Precoce chamado sacerdotal
Aquele pequeno que, além de assistir cotidianamente à Santa Missa, visitava duas vezes por dia o Santíssimo Sacramento chamava-se Pedro Julião Eymard. Com tais predisposições, logo ele viu nascer em seu interior a vocação sacerdotal, prometendo a Nosso Senhor, no dia de sua Primeira Comunhão, seguir esse caminho.
Acalentava tal vocação aos pés de Nossa Senhora, que lhe falava profundamente à alma desde que, pouco antes, começara a peregrinar todos os anos ao distante santuário da Boa Mãe de Laus. Entretanto, a realização daquele chamado ainda lhe custaria duras provas, pois circunstâncias familiares exigiam sua presença no lar paterno.
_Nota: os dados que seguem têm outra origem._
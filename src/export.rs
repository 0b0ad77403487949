//! Export of retained record history.
//!
//! Each record becomes one line in arrival order. [`ExportFormat::JsonLines`]
//! keeps the flat wire shape; [`ExportFormat::Csv`] writes one column per
//! field, with extra fields appended in the order they were first seen.

use std::{
    borrow::Cow,
    collections::HashSet,
    ffi::OsStr,
    io::{self, Write},
    path::Path,
};

use serde_json::Value;
use thiserror::Error;

use crate::record::Record;

/// Layout of an exported history.
#[derive(Clone, Copy, Debug, Default, PartialEq, Eq)]
pub enum ExportFormat {
    /// One JSON object per line.
    #[default]
    JsonLines,
    /// Comma-separated values with a header row.
    Csv,
}

impl ExportFormat {
    /// Choose a format from the destination's extension; `.csv` selects
    /// [`ExportFormat::Csv`], anything else JSON Lines.
    #[must_use]
    pub fn from_path(path: &Path) -> Self {
        match path.extension().and_then(OsStr::to_str) {
            Some(ext) if ext.eq_ignore_ascii_case("csv") => Self::Csv,
            _ => Self::JsonLines,
        }
    }
}

/// Errors raised while exporting history.
#[derive(Debug, Error)]
pub enum ExportError {
    /// Writing to the destination failed.
    #[error("failed to write export: {0}")]
    Io(#[from] io::Error),

    /// A record could not be serialized.
    #[error("failed to serialize record: {0}")]
    Serialize(#[from] serde_json::Error),
}

/// Write `records` to `writer`, one JSON object per line.
///
/// Returns the number of records written.
///
/// # Errors
///
/// Returns [`ExportError`] if serialization or the underlying write fails.
pub fn write_json_lines<'a, W, I>(mut writer: W, records: I) -> Result<usize, ExportError>
where
    W: Write,
    I: IntoIterator<Item = &'a Record>,
{
    let mut written = 0;
    for record in records {
        serde_json::to_writer(&mut writer, record)?;
        writer.write_all(b"\n")?;
        written += 1;
    }
    writer.flush()?;
    Ok(written)
}

/// Render `records` as an in-memory JSON Lines document.
///
/// # Errors
///
/// Returns [`ExportError::Serialize`] if a record cannot be serialized.
pub fn to_json_lines<'a, I>(records: I) -> Result<Vec<u8>, ExportError>
where
    I: IntoIterator<Item = &'a Record>,
{
    let mut buffer = Vec::new();
    write_json_lines(&mut buffer, records)?;
    Ok(buffer)
}

/// Write `records` to `writer` as CSV.
///
/// The header is `id,outcomeCode,totalRecords` followed by every extra field
/// present in any record. Missing values are left empty. Returns the number
/// of records written, excluding the header.
///
/// # Errors
///
/// Returns [`ExportError::Io`] if the underlying write fails.
pub fn write_csv<'a, W, I>(mut writer: W, records: I) -> Result<usize, ExportError>
where
    W: Write,
    I: IntoIterator<Item = &'a Record>,
{
    let records: Vec<&Record> = records.into_iter().collect();
    let mut seen = HashSet::new();
    let extra_columns: Vec<&str> = records
        .iter()
        .flat_map(|record| record.extra().keys())
        .map(String::as_str)
        .filter(|key| seen.insert(*key))
        .collect();

    let header = ["id", "outcomeCode", "totalRecords"]
        .into_iter()
        .chain(extra_columns.iter().copied())
        .map(csv_field)
        .collect::<Vec<_>>()
        .join(",");
    writeln!(writer, "{header}")?;

    for record in &records {
        let mut row = vec![
            csv_field(&record.id().to_string()).into_owned(),
            record.outcome_code().to_string(),
            record.total_records().map(|total| total.to_string()).unwrap_or_default(),
        ];
        row.extend(extra_columns.iter().map(|key| match record.extra().get(*key) {
            None | Some(Value::Null) => String::new(),
            Some(Value::String(text)) => csv_field(text).into_owned(),
            Some(other) => csv_field(&other.to_string()).into_owned(),
        }));
        writeln!(writer, "{}", row.join(","))?;
    }
    writer.flush()?;
    Ok(records.len())
}

/// Render `records` in `format` as an in-memory document.
///
/// # Errors
///
/// Returns [`ExportError::Serialize`] if a record cannot be serialized.
pub fn render<'a, I>(format: ExportFormat, records: I) -> Result<Vec<u8>, ExportError>
where
    I: IntoIterator<Item = &'a Record>,
{
    let mut buffer = Vec::new();
    match format {
        ExportFormat::JsonLines => write_json_lines(&mut buffer, records)?,
        ExportFormat::Csv => write_csv(&mut buffer, records)?,
    };
    Ok(buffer)
}

fn csv_field(text: &str) -> Cow<'_, str> {
    if text.contains([',', '"', '\r', '\n']) {
        Cow::Owned(format!("\"{}\"", text.replace('"', "\"\"")))
    } else {
        Cow::Borrowed(text)
    }
}

#[cfg(test)]
mod tests {
    use std::path::Path;

    use rstest::rstest;

    use super::{ExportFormat, render, to_json_lines, write_csv, write_json_lines};
    use crate::{frame::FrameReassembler, record::Record};

    #[rstest]
    #[case("results.csv", ExportFormat::Csv)]
    #[case("RESULTS.CSV", ExportFormat::Csv)]
    #[case("results.jsonl", ExportFormat::JsonLines)]
    #[case("results", ExportFormat::JsonLines)]
    fn format_follows_extension(#[case] path: &str, #[case] expected: ExportFormat) {
        assert_eq!(ExportFormat::from_path(Path::new(path)), expected);
    }

    #[test]
    fn csv_has_one_column_per_field_in_first_seen_order() {
        let records = vec![
            Record::new(1, 200)
                .with_total_records(2)
                .with_extra("domain", "example.com"),
            Record::new("two", 503)
                .with_extra("protocol", "https")
                .with_extra("response_time", 1.5),
        ];
        let document = render(ExportFormat::Csv, &records).expect("export succeeds");

        assert_eq!(
            String::from_utf8(document).expect("utf-8"),
            "id,outcomeCode,totalRecords,domain,protocol,response_time\n\
             1,200,2,example.com,,\n\
             two,503,,,https,1.5\n"
        );
    }

    #[test]
    fn csv_quotes_fields_with_separators() {
        let records = vec![Record::new("a,b", 200).with_extra("note", "say \"hi\"\nthen go")];
        let mut out = Vec::new();
        assert_eq!(write_csv(&mut out, &records).expect("export succeeds"), 1);

        assert_eq!(
            String::from_utf8(out).expect("utf-8"),
            "id,outcomeCode,totalRecords,note\n\"a,b\",200,,\"say \"\"hi\"\"\nthen go\"\n"
        );
    }

    #[test]
    fn empty_history_writes_only_the_csv_header() {
        let document = render(ExportFormat::Csv, &Vec::<Record>::new()).expect("export succeeds");
        assert_eq!(document, b"id,outcomeCode,totalRecords\n");
    }

    #[test]
    fn exported_lines_decode_back_in_order() {
        let records = vec![
            Record::new(1, 200).with_total_records(2),
            Record::new("two", 500).with_extra("domain", "example.net"),
        ];
        let document = to_json_lines(&records).expect("export succeeds");

        let mut reassembler: FrameReassembler<Record> = FrameReassembler::default();
        assert_eq!(reassembler.feed(&document), records);
    }

    #[test]
    fn empty_history_writes_nothing() {
        let mut out = Vec::new();
        let written = write_json_lines(&mut out, &Vec::<Record>::new()).expect("export succeeds");
        assert_eq!(written, 0);
        assert!(out.is_empty());
    }
}
//! Inbound helper that turns an arbitrary byte stream into typed records.
//!
//! [`FrameReassembler`] accepts fragments whose boundaries carry no meaning.
//! It decodes them as streaming UTF-8, splits complete candidates on
//! newlines, and repairs candidates holding several concatenated objects
//! before decoding each piece with `serde_json`. Objects written back to back
//! with no newline at all are released as soon as the next one starts, so
//! only the final, possibly incomplete, piece is ever buffered. A malformed
//! piece is reported and skipped; it never poisons the pieces around it or
//! the buffered residue.

use std::{collections::VecDeque, marker::PhantomData};

use serde::de::DeserializeOwned;

use super::{
    ConcatenationSplitter,
    FrameDecodeError,
    ReassemblerConfig,
    TruncationError,
    utf8::Utf8Decoder,
};
use crate::record::Record;

const BOUNDARY: char = '\n';

/// Records recovered when the stream ends, plus any truncation detected.
#[derive(Debug)]
pub struct Flush<T> {
    records: Vec<T>,
    truncation: Option<TruncationError>,
}

impl<T> Flush<T> {
    fn empty() -> Self {
        Self {
            records: Vec::new(),
            truncation: None,
        }
    }

    /// Complete records found in the residue.
    #[must_use]
    pub fn records(&self) -> &[T] { &self.records }

    /// Truncation reported for the final residue, if any.
    #[must_use]
    pub fn truncation(&self) -> Option<&TruncationError> { self.truncation.as_ref() }

    /// Split into the recovered records and the optional truncation.
    #[must_use]
    pub fn into_parts(self) -> (Vec<T>, Option<TruncationError>) { (self.records, self.truncation) }

    /// Collapse into a [`Result`], discarding recovered records on truncation.
    ///
    /// # Errors
    ///
    /// Returns the [`TruncationError`] when the residue ended mid-record.
    pub fn into_result(self) -> Result<Vec<T>, TruncationError> {
        match self.truncation {
            Some(err) => Err(err),
            None => Ok(self.records),
        }
    }
}

/// Stateful newline-delimited record reassembler.
///
/// # Examples
///
/// ```
/// use recordframe::{FrameReassembler, Record};
///
/// let mut reassembler: FrameReassembler<Record> = FrameReassembler::default();
/// assert!(reassembler.feed(br#"{"id":1,"outcomeCode":2"#).is_empty());
/// let records = reassembler.feed(b"00}{\"id\":2,\"outcomeCode\":500}\n");
/// assert_eq!(records.len(), 2);
/// assert!(reassembler.finish().into_result().expect("clean end").is_empty());
/// ```
#[derive(Debug)]
pub struct FrameReassembler<T = Record> {
    config: ReassemblerConfig,
    decoder: Utf8Decoder,
    pending: String,
    discarding: bool,
    discard_closed: bool,
    diagnostics: VecDeque<FrameDecodeError>,
    diagnostics_dropped: u64,
    decode_failures: u64,
    records_decoded: u64,
    _marker: PhantomData<fn() -> T>,
}

impl<T: DeserializeOwned> FrameReassembler<T> {
    /// Create a reassembler with the given limits.
    #[must_use]
    pub fn new(config: ReassemblerConfig) -> Self {
        Self {
            config,
            decoder: Utf8Decoder::default(),
            pending: String::new(),
            discarding: false,
            discard_closed: false,
            diagnostics: VecDeque::new(),
            diagnostics_dropped: 0,
            decode_failures: 0,
            records_decoded: 0,
            _marker: PhantomData,
        }
    }

    /// Consume one fragment and return the records it completed.
    ///
    /// The final piece after the last newline is always held back, even when
    /// it already looks complete, because the next fragment may extend it.
    /// Earlier pieces on that line are released once the following object
    /// begins.
    pub fn feed(&mut self, fragment: impl AsRef<[u8]>) -> Vec<T> {
        let bytes = fragment.as_ref();
        let mut records = Vec::new();
        if bytes.is_empty() {
            return records;
        }

        let mut text = String::with_capacity(bytes.len());
        self.decoder.decode_into(bytes, &mut text);
        let mut text = text.as_str();

        if self.discarding {
            let Some(idx) = self.resync_offset(text) else {
                if !text.trim().is_empty() {
                    self.discard_closed = text.trim_end().ends_with('}');
                }
                return records;
            };
            self.discarding = false;
            text = &text[idx..];
        }

        if let Some(idx) = text.rfind(BOUNDARY) {
            let boundary = self.pending.len() + idx;
            self.pending.push_str(text);
            let tail = self.pending.split_off(boundary + BOUNDARY.len_utf8());
            let complete = std::mem::replace(&mut self.pending, tail);
            for candidate in complete.split(BOUNDARY) {
                self.decode_candidate(candidate, &mut records);
            }
        } else {
            self.pending.push_str(text);
        }

        self.release_concatenated(&mut records);
        self.enforce_pending_limit();

        if !records.is_empty() {
            self.records_decoded += records.len() as u64;
            crate::metrics::inc_records_decoded(records.len());
            tracing::trace!(
                fragment.bytes = bytes.len(),
                records = records.len(),
                pending.bytes = self.pending_len(),
                "fragment completed records"
            );
        }
        records
    }

    /// Decode whatever remains once the transport signals end-of-stream.
    ///
    /// Complete pieces in the residue are returned. If the final piece does
    /// not decode, it is reported as a [`TruncationError`]; the stream ended
    /// before that record was fully delivered. The reassembler is empty
    /// afterwards and may be reused.
    pub fn finish(&mut self) -> Flush<T> {
        let mut residue = std::mem::take(&mut self.pending);
        self.decoder.flush_into(&mut residue);
        self.discarding = false;
        self.discard_closed = false;

        let trimmed = residue.trim();
        if trimmed.is_empty() {
            return Flush::empty();
        }

        let pieces: Vec<&str> = ConcatenationSplitter::new(trimmed).collect();
        let last = pieces.len().saturating_sub(1);
        let mut flush = Flush::empty();
        for (position, piece) in pieces.into_iter().enumerate() {
            match serde_json::from_str::<T>(piece) {
                Ok(record) => flush.records.push(record),
                Err(err) if position == last => {
                    let truncation = TruncationError::new(piece, err);
                    tracing::warn!(
                        residual.bytes = truncation.residual_bytes(),
                        error = %truncation,
                        "stream ended mid-record"
                    );
                    flush.truncation = Some(truncation);
                }
                Err(err) => self.report(FrameDecodeError::malformed(piece, err)),
            }
        }

        if !flush.records.is_empty() {
            self.records_decoded += flush.records.len() as u64;
            crate::metrics::inc_records_decoded(flush.records.len());
        }
        flush
    }

    /// Drain the decode failures recorded since the last call.
    pub fn take_diagnostics(&mut self) -> Vec<FrameDecodeError> { self.diagnostics.drain(..).collect() }

    /// Drop all buffered state without decoding it.
    pub fn reset(&mut self) {
        self.pending.clear();
        self.decoder.clear();
        self.discarding = false;
        self.discard_closed = false;
    }

    /// Bytes currently buffered awaiting a boundary.
    #[must_use]
    pub fn pending_len(&self) -> usize { self.pending.len() + self.decoder.pending() }

    /// Total pieces rejected since construction.
    #[must_use]
    pub const fn decode_failures(&self) -> u64 { self.decode_failures }

    /// Total records emitted since construction.
    #[must_use]
    pub const fn records_decoded(&self) -> u64 { self.records_decoded }

    /// Diagnostics evicted because the retention queue was full.
    #[must_use]
    pub const fn diagnostics_dropped(&self) -> u64 { self.diagnostics_dropped }

    /// Limits in force.
    #[must_use]
    pub const fn config(&self) -> &ReassemblerConfig { &self.config }

    fn decode_candidate(&mut self, candidate: &str, records: &mut Vec<T>) {
        let candidate = candidate.trim();
        if candidate.is_empty() {
            return;
        }

        let mut splitter = ConcatenationSplitter::new(candidate);
        for piece in splitter.by_ref() {
            match serde_json::from_str::<T>(piece) {
                Ok(record) => records.push(record),
                Err(err) => self.report(FrameDecodeError::malformed(piece, err)),
            }
        }
        if splitter.repairs() > 0 {
            tracing::debug!(
                repairs = splitter.repairs(),
                "separated concatenated record payloads"
            );
        }
    }

    /// Decode every piece of the pending line that a following object has
    /// already closed off, leaving only the final piece buffered.
    fn release_concatenated(&mut self, records: &mut Vec<T>) {
        let mut splitter = ConcatenationSplitter::new(&self.pending);
        let mut cut = 0;
        while splitter.next().is_some() && splitter.consumed() < self.pending.len() {
            cut = splitter.consumed();
        }
        if cut == 0 {
            return;
        }

        let tail = self.pending.split_off(cut);
        let complete = std::mem::replace(&mut self.pending, tail);
        self.decode_candidate(&complete, records);
    }

    /// Offset in `text` where decoding resumes after an oversized piece: just
    /// past the next newline, or at the next object that directly follows a
    /// closing brace.
    fn resync_offset(&self, text: &str) -> Option<usize> {
        if self.discard_closed && text.trim_start().starts_with('{') {
            return Some(text.len() - text.trim_start().len());
        }
        let newline = text.find(BOUNDARY).map(|idx| idx + BOUNDARY.len_utf8());
        let next_object = text.find("}{").map(|idx| idx + 1);
        match (newline, next_object) {
            (Some(newline), Some(next_object)) => Some(newline.min(next_object)),
            (newline, next_object) => newline.or(next_object),
        }
    }

    fn enforce_pending_limit(&mut self) {
        let limit = self.config.max_pending_bytes().get();
        if self.pending.len() <= limit {
            return;
        }
        let discarded = self.pending.len();
        self.pending.clear();
        self.discarding = true;
        self.discard_closed = false;
        self.report(FrameDecodeError::Oversized { discarded, limit });
    }

    fn report(&mut self, err: FrameDecodeError) {
        self.decode_failures += 1;
        crate::metrics::inc_decode_failures(err.kind());
        tracing::warn!(error.kind = err.kind(), error = %err, "skipping undecodable record payload");

        let capacity = self.config.max_diagnostics();
        if capacity == 0 {
            self.diagnostics_dropped += 1;
            return;
        }
        if self.diagnostics.len() == capacity {
            self.diagnostics.pop_front();
            self.diagnostics_dropped += 1;
        }
        self.diagnostics.push_back(err);
    }
}

impl<T: DeserializeOwned> Default for FrameReassembler<T> {
    fn default() -> Self { Self::new(ReassemblerConfig::default()) }
}
//! Aggregate statistics over decoded records.
//!
//! [`ProgressAggregator`] is the single-owner accumulator used when one task
//! drives the stream. [`SharedProgress`] wraps it for cases where snapshots
//! are read from a different task than the one observing records.

pub mod aggregator;
pub mod history;
pub mod shared;
pub mod snapshot;

pub use aggregator::{DEFAULT_SUCCESS_CODE, ProgressAggregator, ProgressConfig};
pub use history::History;
pub use shared::{ProgressWatch, SharedProgress};
pub use snapshot::{ProgressSnapshot, percent_complete};

use crate::record::Record;

/// Destination for records leaving the reassembler.
pub trait ProgressSink {
    /// Account for one record and return the updated progress.
    fn observe(&mut self, record: Record) -> ProgressSnapshot;
}

impl ProgressSink for ProgressAggregator {
    fn observe(&mut self, record: Record) -> ProgressSnapshot { ProgressAggregator::observe(self, record) }
}

impl<S: ProgressSink + ?Sized> ProgressSink for &mut S {
    fn observe(&mut self, record: Record) -> ProgressSnapshot { (**self).observe(record) }
}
Pedro Julião foi vencendo com determinação as contrariedades, sobretudo as lutas contra si mesmo. Anos mais tarde chegaria a confidenciar que estas, especialmente no árduo campo da castidade, ajudaram a forjar seu caráter combativo, o qual muito beneficiou os jovens que com ele conviveram. Por fim, aos vinte e três anos, aquele que havia sido um seminarista modelar, recebeu a ordenação sacerdotal em Grenoble.
Ministério fecundo de uma alma sempre chamada a mais
Quem analisa a vida do jovem sacerdote fica surpreso ante seu exímio desempenho em todas as obrigações para as quais seus superiores o destinam.
Entretanto, desde seus primeiros passos rumo ao presbiterato, o Pe. Eymard aspirava veementemente à vida religiosa, anseio que não pudera cumprir devido à frágil saúde e à oposição da própria irmã. Tendo tomado contato com a nascente Sociedade de Maria, dos padres maristas, julgou encontrar nela a realização de seu sonho. Mais uma vez, como seria habitual em sua vida, precisou vencer numerosos entraves, mas obteve a licença do seu ordinário e ingressou no noviciado da Ordem em Lyon.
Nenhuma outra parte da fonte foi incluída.